To produce the enzyme, it was proposed to use a new company started by a former student (Martin van der Vliet) of Arnold Reuser's, called Biocell technology, who would build a small-scale fermenter. However this work, while being done at a bargain rate, still needed funding- and, despite applications to grant-awarding bodies and biotechnology companies, none was forthcoming.  That was where the AGSD-UK were able to step in and fund the building of the fermenter via a grant of £10,000. Here's a photo of it below (that's the old AGSD-UK logo in the corner):

This was a great day for the UK Pompe patients - at last we were taking an active part in shaping our own destiny. At the same time, the AMDA were funding similar work at Y T Chen's lab in the US (along with other projects).

I think that the AMDA had also offered to fund the Rotterdam work, however Arnold Reuser and Ans van der Ploeg opted to receive the money from the AGSD-UK instead, a route that involved them in a bit more hoop-jumping. Why? I don't know for sure but here are my guesses. Firstly, they knew how much it would mean to us to do it. Secondly, it always makes sense to keep a diverse range of funding options open - and they knew that the AMDA route would still be open to them in the future. Thirdly - and this is a complete guess on my part - Arnold had a shrewd idea that by allowing us to become a funder, it would give us a seat in future discussions on the development of ERT.

£10,000 is, of course, in the grand scheme of things a small amount (though it represented a lot of hard work and generosity by many people). However, I believe that it had an effect out of all proportion to the amount. Again, I am departing into the realm of conjecture here - what follows represents my opinion only and I am not going to present any evidence to back it up:-)

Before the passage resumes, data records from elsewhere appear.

//! Claude API configuration, one row per guild.
//!
//! Enable/disable is a flag flip, never a delete, so settings survive toggles.

use super::{ts, Store, StoreError};
use crate::crypto::SecretBlob;
use chrono::Utc;
use rusqlite::{params, OptionalExtension};
use tracing::info;

const MAX_TOKENS_LIMIT: u32 = 200_000;

/// Model settings, bounds-checked on every write (never clamped).
#[derive(Clone, Debug, PartialEq)]
pub struct ClaudeSettings {
    pub model: String,
    pub max_tokens: u32,
    pub temperature: f64,
}

impl Default for ClaudeSettings {
    fn default() -> Self {
        Self {
            model: "claude-3-opus-20240229".to_string(),
            max_tokens: 4096,
            temperature: 0.7,
        }
    }
}

fn check_max_tokens(max_tokens: u32) -> Result<(), StoreError> {
    if max_tokens == 0 || max_tokens > MAX_TOKENS_LIMIT {
        return Err(StoreError::InvalidSettings(format!(
            "max_tokens must be between 1 and {MAX_TOKENS_LIMIT}, got {max_tokens}"
        )));
    }
    Ok(())
}

fn check_temperature(temperature: f64) -> Result<(), StoreError> {
    if !(0.0..=1.0).contains(&temperature) {
        return Err(StoreError::InvalidSettings(format!(
            "temperature must be within 0.0..=1.0, got {temperature}"
        )));
    }
    Ok(())
}

#[derive(Clone, Debug)]
pub struct ClaudeConfigRecord {
    pub guild_id: i64,
    pub api_key: SecretBlob,
    pub settings: ClaudeSettings,
    pub is_enabled: bool,
    pub added_by_user_id: i64,
}

impl Store {
    /// Create or replace the Claude config for a guild. Re-enables on update,
    /// matching the setup command's behavior.
    pub fn upsert_claude_config(
        &self,
        guild_id: i64,
        api_key: &SecretBlob,
        settings: &ClaudeSettings,
        added_by_user_id: i64,
    ) -> Result<ClaudeConfigRecord, StoreError> {
        check_max_tokens(settings.max_tokens)?;
        check_temperature(settings.temperature)?;

        let now = ts(Utc::now());
        self.conn.lock().unwrap().execute(
            r#"
            INSERT INTO claude_configs (
                guild_id, api_key_ciphertext, api_key_nonce,
                model, max_tokens, temperature,
                is_enabled, added_by_user_id, created_at, updated_at
            )
            VALUES (?1, ?2, ?3, ?4, ?5, ?6, 1, ?7, ?8, ?8)
            ON CONFLICT(guild_id) DO UPDATE SET
                api_key_ciphertext = excluded.api_key_ciphertext,
                api_key_nonce = excluded.api_key_nonce,
                model = excluded.model,
                max_tokens = excluded.max_tokens,
                temperature = excluded.temperature,
                is_enabled = 1,
                added_by_user_id = excluded.added_by_user_id,
                updated_at = excluded.updated_at
            "#,
            params![
                guild_id,
                api_key.ciphertext,
                api_key.nonce,
                settings.model,
                settings.max_tokens,
                settings.temperature,
                added_by_user_id,
                now,
            ],
        )?;

        info!(guild_id, model = %settings.model, "Saved Claude config");

        Ok(ClaudeConfigRecord {
            guild_id,
            api_key: api_key.clone(),
            settings: settings.clone(),
            is_enabled: true,
            added_by_user_id,
        })
    }

    /// The guild's Claude config regardless of the enabled flag; callers
    /// check `is_enabled` explicitly rather than having disabled rows
    /// silently filtered away.
    pub fn get_claude_config(
        &self,
        guild_id: i64,
    ) -> Result<Option<ClaudeConfigRecord>, StoreError> {
        let conn = self.conn.lock().unwrap();
        let record = conn
            .query_row(
                r#"
                SELECT api_key_ciphertext, api_key_nonce, model, max_tokens,
                       temperature, is_enabled, added_by_user_id
                FROM claude_configs
                WHERE guild_id = ?1
                "#,
                params![guild_id],
                |row| {
                    Ok(ClaudeConfigRecord {
                        guild_id,
                        api_key: SecretBlob {
                            ciphertext: row.get(0)?,
                            nonce: row.get(1)?,
                        },
                        settings: ClaudeSettings {
                            model: row.get(2)?,
                            max_tokens: row.get(3)?,
                            temperature: row.get(4)?,
                        },
                        is_enabled: row.get(5)?,
                        added_by_user_id: row.get(6)?,
                    })
                },
            )
            .optional()?;

        Ok(record)
    }

    /// Rotate the stored API key.
    pub fn update_claude_api_key(
        &self,
        guild_id: i64,
        api_key: &SecretBlob,
    ) -> Result<bool, StoreError> {
        let rows_affected = self.conn.lock().unwrap().execute(
            "UPDATE claude_configs \
             SET api_key_ciphertext = ?2, api_key_nonce = ?3, updated_at = ?4 \
             WHERE guild_id = ?1",
            params![guild_id, api_key.ciphertext, api_key.nonce, ts(Utc::now())],
        )?;

        Ok(rows_affected > 0)
    }

    /// Update any subset of the model settings. Returns `false` when nothing
    /// was provided or no config exists.
    pub fn update_claude_settings(
        &self,
        guild_id: i64,
        model: Option<&str>,
        max_tokens: Option<u32>,
        temperature: Option<f64>,
    ) -> Result<bool, StoreError> {
        if model.is_none() && max_tokens.is_none() && temperature.is_none() {
            return Ok(false);
        }
        if let Some(max_tokens) = max_tokens {
            check_max_tokens(max_tokens)?;
        }
        if let Some(temperature) = temperature {
            check_temperature(temperature)?;
        }

        let rows_affected = self.conn.lock().unwrap().execute(
            "UPDATE claude_configs SET \
                 model = COALESCE(?2, model), \
                 max_tokens = COALESCE(?3, max_tokens), \
                 temperature = COALESCE(?4, temperature), \
                 updated_at = ?5 \
             WHERE guild_id = ?1",
            params![guild_id, model, max_tokens, temperature, ts(Utc::now())],
        )?;

        Ok(rows_affected > 0)
    }

    /// Flip the enabled flag, preserving all settings.
    pub fn set_claude_enabled(&self, guild_id: i64, enabled: bool) -> Result<bool, StoreError> {
        let rows_affected = self.conn.lock().unwrap().execute(
            "UPDATE claude_configs SET is_enabled = ?2, updated_at = ?3 WHERE guild_id = ?1",
            params![guild_id, enabled, ts(Utc::now())],
        )?;

        Ok(rows_affected > 0)
    }

    pub fn delete_claude_config(&self, guild_id: i64) -> Result<bool, StoreError> {
        let rows_affected = self.conn.lock().unwrap().execute(
            "DELETE FROM claude_configs WHERE guild_id = ?1",
            params![guild_id],
        )?;

        Ok(rows_affected > 0)
    }
}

The reactor was indeed used to produce enzyme that was used in experimental work. However it also demonstrated to Erasmus University (and Sophia Children's Hospital) that the Pompe group were capable of raising funds from overseas to further their work. I think that would have helped to boost their profile.  Most important of all, the Rotterdam group had been in discussions with a biotech company called Pharming, regarding the production of alpha-glucosidase in the milk of transgenic animals. These discussions had been going on for a while and were inconclusive. However the advent of a new funding source (conveniently omitting that it was a small charity with limited resources) may have helped to push Pharming into a decision to commit to the project. It's a great theory - but I have absolutely no idea if it's true!

Soon after, Pharming did indeed commit to the Pompe project. And that decision was the key to making things happen.